Dataset —
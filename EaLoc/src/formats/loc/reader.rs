//! `.loc` file reading and parsing

use std::ops::Range;
use std::path::Path;

use super::{
    BinaryCursor, LOCH_SIGNATURE, LOCI_SIGNATURE, LOCL_SIGNATURE, LocChunk, LocFile, LocHeader,
    LocIndexBlock,
};
use crate::error::{Error, Result};

/// Read a .loc file from disk
///
/// # Errors
///
/// Returns [`Error::Io`] if the file cannot be opened or read, and any error
/// of [`parse_loc_bytes`].
///
/// [`Error::Io`]: crate::Error::Io
pub fn read_loc<P: AsRef<Path>>(path: P) -> Result<LocFile> {
    let buffer = std::fs::read(path)?;
    parse_loc_bytes(&buffer)
}

/// Parse .loc data from bytes
///
/// # Errors
///
/// Returns [`Error::InvalidSignature`] if a `LOCH`, `LOCI` or `LOCL` signature
/// does not match, [`Error::TruncatedFile`] if a read runs past the end of the
/// buffer, and [`Error::InvalidStringBounds`] if a string would end before it starts.
///
/// [`Error::InvalidSignature`]: crate::Error::InvalidSignature
/// [`Error::TruncatedFile`]: crate::Error::TruncatedFile
/// [`Error::InvalidStringBounds`]: crate::Error::InvalidStringBounds
pub fn parse_loc_bytes(data: &[u8]) -> Result<LocFile> {
    let mut cursor = BinaryCursor::new(data);

    let header = read_header(&mut cursor)?;
    let index = if header.has_index() {
        Some(read_index(&mut cursor)?)
    } else {
        None
    };

    let mut chunks = Vec::with_capacity(header.chunk_offsets.len());
    for (i, &base) in header.chunk_offsets.iter().enumerate() {
        chunks.push(read_chunk(&mut cursor, i, u64::from(base))?);
    }

    tracing::debug!(
        "Parsed LOC: {} chunks, {} strings, index block: {}",
        chunks.len(),
        chunks.iter().map(|c| c.strings.len()).sum::<usize>(),
        index.is_some()
    );

    Ok(LocFile {
        header,
        index,
        chunks,
    })
}

/// Parse only what the importer needs from an existing LOC file.
///
/// The header and index block are validated and kept. Chunks are returned
/// without strings; each carries the language ID found at its base offset, or
/// 0 when no `LOCL` block is found there. String tables are never walked, so
/// a file whose chunk sizes were zeroed by an earlier import still works as
/// a template.
///
/// # Errors
///
/// Returns [`Error::InvalidSignature`] or [`Error::TruncatedFile`] if the
/// header or index block is invalid.
///
/// [`Error::InvalidSignature`]: crate::Error::InvalidSignature
/// [`Error::TruncatedFile`]: crate::Error::TruncatedFile
pub fn parse_loc_template(data: &[u8]) -> Result<LocFile> {
    let mut cursor = BinaryCursor::new(data);

    let header = read_header(&mut cursor)?;
    let index = if header.has_index() {
        Some(read_index(&mut cursor)?)
    } else {
        None
    };

    let chunks = header
        .chunk_offsets
        .iter()
        .enumerate()
        .map(|(i, &base)| {
            let mut chunk = LocChunk::new(i);
            cursor.seek(u64::from(base));
            let language = cursor
                .expect_signature(LOCL_SIGNATURE, "LOCL")
                .and_then(|()| cursor.read_u32())
                .and_then(|_| cursor.read_u32());
            match language {
                Ok(id) => chunk.language_id = id,
                Err(e) => tracing::debug!("No language ID for chunk {i}: {e}"),
            }
            chunk
        })
        .collect();

    Ok(LocFile {
        header,
        index,
        chunks,
    })
}

fn read_header(cursor: &mut BinaryCursor) -> Result<LocHeader> {
    cursor.expect_signature(LOCH_SIGNATURE, "LOCH")?;

    let chunk_size = cursor.read_u32()?;
    let flags = cursor.read_u32()?;
    let chunk_count = cursor.read_u32()?;
    let chunk_offsets = cursor.read_u32_array(chunk_count)?;

    Ok(LocHeader {
        chunk_size,
        flags,
        chunk_offsets,
    })
}

/// The declared size covers the whole block, signature included.
fn read_index(cursor: &mut BinaryCursor) -> Result<LocIndexBlock> {
    let start = cursor.tell();
    cursor.expect_signature(LOCI_SIGNATURE, "LOCI")?;
    let size = cursor.read_u32()?;

    // A size smaller than the signature and size fields still consumes them
    let len = u64::from(size).max(8);
    cursor.seek(start);
    let raw = cursor.read_bytes(len)?;

    Ok(LocIndexBlock::from_raw(raw))
}

fn read_chunk(cursor: &mut BinaryCursor, index: usize, base: u64) -> Result<LocChunk> {
    let locl_start = cursor.tell();
    if locl_start != base {
        tracing::warn!(
            "Chunk {index} starts at {locl_start:#x} but the header lists {base:#x}"
        );
    }

    cursor.expect_signature(LOCL_SIGNATURE, "LOCL")?;
    let chunk_size = cursor.read_u32()?;
    let language_id = cursor.read_u32()?;
    let string_count = cursor.read_u32()?;
    let relative_offsets = cursor.read_u32_array(string_count)?;

    let chunk_end = locl_start + u64::from(chunk_size);
    let ranges = string_ranges(base, &relative_offsets, chunk_end);

    let mut strings = Vec::with_capacity(ranges.len());
    for (s, range) in ranges.into_iter().enumerate() {
        if range.end < range.start {
            return Err(Error::InvalidStringBounds {
                chunk: index,
                string: s,
                start: range.start,
                end: range.end,
            });
        }
        cursor.seek(range.start);
        strings.push(cursor.read_bytes(range.end - range.start)?);
    }

    // Skip padding after the last string (or after the table of an empty chunk)
    if cursor.tell() < chunk_end {
        cursor.seek(chunk_end);
    }

    tracing::debug!(
        "Chunk {index}: {} strings, size {chunk_size}, language {language_id:#x}",
        strings.len()
    );

    Ok(LocChunk {
        index,
        chunk_size,
        language_id,
        strings,
    })
}

/// Absolute byte range of every string in a chunk.
///
/// Starts are `base + relative`; each string ends where the next begins, and
/// the last one ends at `chunk_end`. A range may come back inverted
/// (`end < start`) when the offsets are inconsistent; callers must check.
#[must_use]
pub fn string_ranges(base: u64, relative_offsets: &[u32], chunk_end: u64) -> Vec<Range<u64>> {
    let starts: Vec<u64> = relative_offsets
        .iter()
        .map(|&rel| base + u64::from(rel))
        .collect();

    starts
        .iter()
        .enumerate()
        .map(|(s, &start)| {
            let end = starts.get(s + 1).copied().unwrap_or(chunk_end);
            start..end
        })
        .collect()
}
//! LOC to text conversion

use std::path::Path;

use super::CodecOptions;
use crate::error::{Error, Result};
use crate::formats::encoding::Decoded;
use crate::formats::loc::{self, LocFile};
use crate::formats::text::{TextDocument, TextSection};
use crate::formats::{ControlCodeTable, TextEncoding};
use crate::utils::write_atomic;

/// Convert a .loc file to the text format
///
/// # Errors
/// Returns an error if reading, decoding or writing fails. Nothing is written
/// to `dest` on failure.
pub fn convert_loc_to_text<P: AsRef<Path>>(source: P, dest: P, options: &CodecOptions) -> Result<()> {
    convert_loc_to_text_with_progress(source, dest, options, &|_| {})
}

/// Convert a .loc file to the text format with progress callback
///
/// # Errors
/// Returns an error if reading, decoding or writing fails. Nothing is written
/// to `dest` on failure.
pub fn convert_loc_to_text_with_progress<P: AsRef<Path>>(
    source: P,
    dest: P,
    options: &CodecOptions,
    progress: crate::converter::ConvertProgressCallback,
) -> Result<()> {
    use crate::converter::{ConvertPhase, ConvertProgress};

    tracing::info!(
        "Converting LOC→text: {:?} → {:?} ({})",
        source.as_ref(),
        dest.as_ref(),
        options.encoding
    );

    progress(&ConvertProgress::with_message(
        ConvertPhase::ReadingSource,
        1,
        3,
        "Reading LOC file...",
    ));
    let file = loc::read_loc(&source)?;

    progress(&ConvertProgress::with_message(
        ConvertPhase::Converting,
        2,
        3,
        format!(
            "Decoding {} strings in {} chunks...",
            file.string_count(),
            file.chunks.len()
        ),
    ));
    let document = to_text(&file, &options.control_codes, options.encoding)?;

    progress(&ConvertProgress::with_message(
        ConvertPhase::WritingOutput,
        3,
        3,
        "Writing text file...",
    ));
    write_atomic(dest, document.render().as_bytes())?;

    progress(&ConvertProgress::new(ConvertPhase::Complete, 3, 3));
    tracing::info!("Conversion complete");
    Ok(())
}

/// Convert a parsed `LocFile` to a text document
///
/// # Errors
/// Returns [`Error::Decode`] for the first string that cannot be decoded even
/// after trimming trailing bytes; no partial document is returned.
pub fn to_text(
    file: &LocFile,
    table: &ControlCodeTable,
    encoding: TextEncoding,
) -> Result<TextDocument> {
    let mut document = TextDocument::new();

    for chunk in &file.chunks {
        let mut section = TextSection::new(chunk.section_id());

        for (s, raw) in chunk.strings.iter().enumerate() {
            let decoded = decode_string(raw, table, encoding).ok_or(Error::Decode {
                chunk: chunk.index,
                string: s,
                encoding,
            })?;
            if decoded.trimmed > 0 {
                tracing::warn!(
                    "Chunk {} string {s}: dropped {} trailing byte(s) not valid in {encoding}",
                    chunk.index,
                    decoded.trimmed
                );
            }
            section.push(chunk.string_key(s), decoded.text);
        }

        tracing::debug!("{}: {} strings", section.id, section.entries.len());
        document.sections.push(section);
    }

    Ok(document)
}

/// Turn one raw string payload into text.
///
/// Control sequences become placeholder tokens, the bytes are decoded with
/// trailing-byte recovery, and trailing NULs are stripped.
#[must_use]
pub fn decode_string(
    raw: &[u8],
    table: &ControlCodeTable,
    encoding: TextEncoding,
) -> Option<Decoded> {
    let escaped = table.encode(raw, encoding);
    let mut decoded = encoding.decode_trimmed(&escaped)?;
    let kept = decoded.text.trim_end_matches('\0').len();
    decoded.text.truncate(kept);
    Some(decoded)
}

Your instructions — In the listing above, find the line with "progress(&ConvertProgress::new(ConvertPhase::Complete, 3, 3));" and the line with "let kept = decoded.text.trim_end_matches('\0').len();", then print exactly those lines and every line between them.

Exercise output —
    progress(&ConvertProgress::new(ConvertPhase::Complete, 3, 3));
    tracing::info!("Conversion complete");
    Ok(())
}

/// Convert a parsed `LocFile` to a text document
///
/// # Errors
/// Returns [`Error::Decode`] for the first string that cannot be decoded even
/// after trimming trailing bytes; no partial document is returned.
pub fn to_text(
    file: &LocFile,
    table: &ControlCodeTable,
    encoding: TextEncoding,
) -> Result<TextDocument> {
    let mut document = TextDocument::new();

    for chunk in &file.chunks {
        let mut section = TextSection::new(chunk.section_id());

        for (s, raw) in chunk.strings.iter().enumerate() {
            let decoded = decode_string(raw, table, encoding).ok_or(Error::Decode {
                chunk: chunk.index,
                string: s,
                encoding,
            })?;
            if decoded.trimmed > 0 {
                tracing::warn!(
                    "Chunk {} string {s}: dropped {} trailing byte(s) not valid in {encoding}",
                    chunk.index,
                    decoded.trimmed
                );
            }
            section.push(chunk.string_key(s), decoded.text);
        }

        tracing::debug!("{}: {} strings", section.id, section.entries.len());
        document.sections.push(section);
    }

    Ok(document)
}

/// Turn one raw string payload into text.
///
/// Control sequences become placeholder tokens, the bytes are decoded with
/// trailing-byte recovery, and trailing NULs are stripped.
#[must_use]
pub fn decode_string(
    raw: &[u8],
    table: &ControlCodeTable,
    encoding: TextEncoding,
) -> Option<Decoded> {
    let escaped = table.encode(raw, encoding);
    let mut decoded = encoding.decode_trimmed(&escaped)?;
    let kept = decoded.text.trim_end_matches('\0').len();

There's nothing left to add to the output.